Excerpted records
impl BatchMetrics {
    /// Requests issued, retries included
    pub fn attempts(&self) -> u64 {
        self.attempts.load(Ordering::Relaxed)
    }

    pub fn batches_sent(&self) -> u64 {
        self.batches_sent.load(Ordering::Relaxed)
    }

    /// Batches that exhausted every attempt
    pub fn batches_failed(&self) -> u64 {
        self.batches_failed.load(Ordering::Relaxed)
    }

    pub fn records_sent(&self) -> u64 {
        self.records_sent.load(Ordering::Relaxed)
    }

    /// Records discarded by the re-queue bound
    pub fn records_dropped(&self) -> u64 {
        self.records_dropped.load(Ordering::Relaxed)
    }
}

#[derive(Debug, Default)]
struct BatchQueue {
    pending: VecDeque<serde_json::Value>,
    in_flight: bool,
}

enum Command {
    Flush,
    Shutdown,
}

struct Shared {
    url: String,
    method: HttpMethod,
    headers: BTreeMap<String, String>,
    batch_size: usize,
    retry_count: u32,
    backoff: Backoff,
    transport: Box<dyn Transport>,
    queue: Mutex<BatchQueue>,
    metrics: Arc<BatchMetrics>,
    reporter: Mutex<Option<ErrorReporter>>,
}

impl Shared {
    /// Send everything pending as one batch; no-op while another batch is
    /// in flight or when nothing is pending
    fn flush_batch(&self) -> Result<()> {
        let batch: Vec<serde_json::Value> = {
            let mut queue = self.queue.lock();
            if queue.in_flight || queue.pending.is_empty() {
                return Ok(());
            }
            queue.in_flight = true;
            queue.pending.drain(..).collect()
        };

        let result = self.transmit(&batch);

        let mut queue = self.queue.lock();
        queue.in_flight = false;
        match result {
            Ok(()) => {
                self.metrics.batches_sent.fetch_add(1, Ordering::Relaxed);
                self.metrics
                    .records_sent
                    .fetch_add(batch.len() as u64, Ordering::Relaxed);
                Ok(())
            }
            Err(last_error) => {
                let records = batch.len();
                self.metrics.batches_failed.fetch_add(1, Ordering::Relaxed);
                for value in batch.into_iter().rev() {
                    queue.pending.push_front(value);
                }
                let bound = self.batch_size.saturating_mul(2);
                let excess = queue.pending.len().saturating_sub(bound);
                if excess > 0 {
                    queue.pending.drain(..excess);
                    self.metrics
                        .records_dropped
                        .fetch_add(excess as u64, Ordering::Relaxed);
                    eprintln!(
                        "[LOGGER WARNING] HTTP sink '{}' dropped {} undeliverable records",
                        self.url, excess
                    );
                }
                Err(LoggerError::delivery_failed(
                    records,
                    self.retry_count + 1,
                    last_error,
                ))
            }
        }
    }

    fn transmit(&self, batch: &[serde_json::Value]) -> Result<()> {
        let request = HttpRequest {
            method: self.method,
            url: self.url.clone(),
            headers: self.headers.clone(),
            body: serde_json::to_vec(batch)?,
        };

        let mut attempt = 0;
        loop {
            self.metrics.attempts.fetch_add(1, Ordering::Relaxed);
            match self.transport.send(&request) {
                Ok(()) => return Ok(()),
                Err(e) if attempt >= self.retry_count => return Err(e),
                Err(_) => {
                    thread::sleep(self.backoff.delay(attempt));
                    attempt += 1;
                }
            }
        }
    }

    fn pending_len(&self) -> usize {
        self.queue.lock().pending.len()
    }

    /// Surface a failure from the worker thread
    fn report(&self, error: LoggerError) {
        let reporter = self.reporter.lock().clone();
        match reporter {
            Some(reporter) => {
                reporter.report(error, None);
            }
            None => eprintln!("[LOGGER ERROR] HTTP sink '{}': {}", self.url, error),
        }
    }

    /// Queue a failure raised inside a sink call for the dispatcher
    fn defer(&self, error: LoggerError) {
        match *self.reporter.lock() {
            Some(ref reporter) => reporter.defer(error, None),
            None => eprintln!("[LOGGER ERROR] HTTP sink '{}': {}", self.url, error),
        }
    }
}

Task directions
The records above are to be written out again word for word.

Your response
impl BatchMetrics {
    /// Requests issued, retries included
    pub fn attempts(&self) -> u64 {
        self.attempts.load(Ordering::Relaxed)
    }

    pub fn batches_sent(&self) -> u64 {
        self.batches_sent.load(Ordering::Relaxed)
    }

    /// Batches that exhausted every attempt
    pub fn batches_failed(&self) -> u64 {
        self.batches_failed.load(Ordering::Relaxed)
    }

    pub fn records_sent(&self) -> u64 {
        self.records_sent.load(Ordering::Relaxed)
    }

    /// Records discarded by the re-queue bound
    pub fn records_dropped(&self) -> u64 {
        self.records_dropped.load(Ordering::Relaxed)
    }
}

#[derive(Debug, Default)]
struct BatchQueue {
    pending: VecDeque<serde_json::Value>,
    in_flight: bool,
}

enum Command {
    Flush,
    Shutdown,
}

struct Shared {
    url: String,
    method: HttpMethod,
    headers: BTreeMap<String, String>,
    batch_size: usize,
    retry_count: u32,
    backoff: Backoff,
    transport: Box<dyn Transport>,
    queue: Mutex<BatchQueue>,
    metrics: Arc<BatchMetrics>,
    reporter: Mutex<Option<ErrorReporter>>,
}

impl Shared {
    /// Send everything pending as one batch; no-op while another batch is
    /// in flight or when nothing is pending
    fn flush_batch(&self) -> Result<()> {
        let batch: Vec<serde_json::Value> = {
            let mut queue = self.queue.lock();
            if queue.in_flight || queue.pending.is_empty() {
                return Ok(());
            }
            queue.in_flight = true;
            queue.pending.drain(..).collect()
        };

        let result = self.transmit(&batch);

        let mut queue = self.queue.lock();
        queue.in_flight = false;
        match result {
            Ok(()) => {
                self.metrics.batches_sent.fetch_add(1, Ordering::Relaxed);
                self.metrics
                    .records_sent
                    .fetch_add(batch.len() as u64, Ordering::Relaxed);
                Ok(())
            }
            Err(last_error) => {
                let records = batch.len();
                self.metrics.batches_failed.fetch_add(1, Ordering::Relaxed);
                for value in batch.into_iter().rev() {
                    queue.pending.push_front(value);
                }
                let bound = self.batch_size.saturating_mul(2);
                let excess = queue.pending.len().saturating_sub(bound);
                if excess > 0 {
                    queue.pending.drain(..excess);
                    self.metrics
                        .records_dropped
                        .fetch_add(excess as u64, Ordering::Relaxed);
                    eprintln!(
                        "[LOGGER WARNING] HTTP sink '{}' dropped {} undeliverable records",
                        self.url, excess
                    );
                }
                Err(LoggerError::delivery_failed(
                    records,
                    self.retry_count + 1,
                    last_error,
                ))
            }
        }
    }

    fn transmit(&self, batch: &[serde_json::Value]) -> Result<()> {
        let request = HttpRequest {
            method: self.method,
            url: self.url.clone(),
            headers: self.headers.clone(),
            body: serde_json::to_vec(batch)?,
        };

        let mut attempt = 0;
        loop {
            self.metrics.attempts.fetch_add(1, Ordering::Relaxed);
            match self.transport.send(&request) {
                Ok(()) => return Ok(()),
                Err(e) if attempt >= self.retry_count => return Err(e),
                Err(_) => {
                    thread::sleep(self.backoff.delay(attempt));
                    attempt += 1;
                }
            }
        }
    }

    fn pending_len(&self) -> usize {
        self.queue.lock().pending.len()
    }

    /// Surface a failure from the worker thread
    fn report(&self, error: LoggerError) {
        let reporter = self.reporter.lock().clone();
        match reporter {
            Some(reporter) => {
                reporter.report(error, None);
            }
            None => eprintln!("[LOGGER ERROR] HTTP sink '{}': {}", self.url, error),
        }
    }

    /// Queue a failure raised inside a sink call for the dispatcher
    fn defer(&self, error: LoggerError) {
        match *self.reporter.lock() {
            Some(ref reporter) => reporter.defer(error, None),
            None => eprintln!("[LOGGER ERROR] HTTP sink '{}': {}", self.url, error),
        }
    }
}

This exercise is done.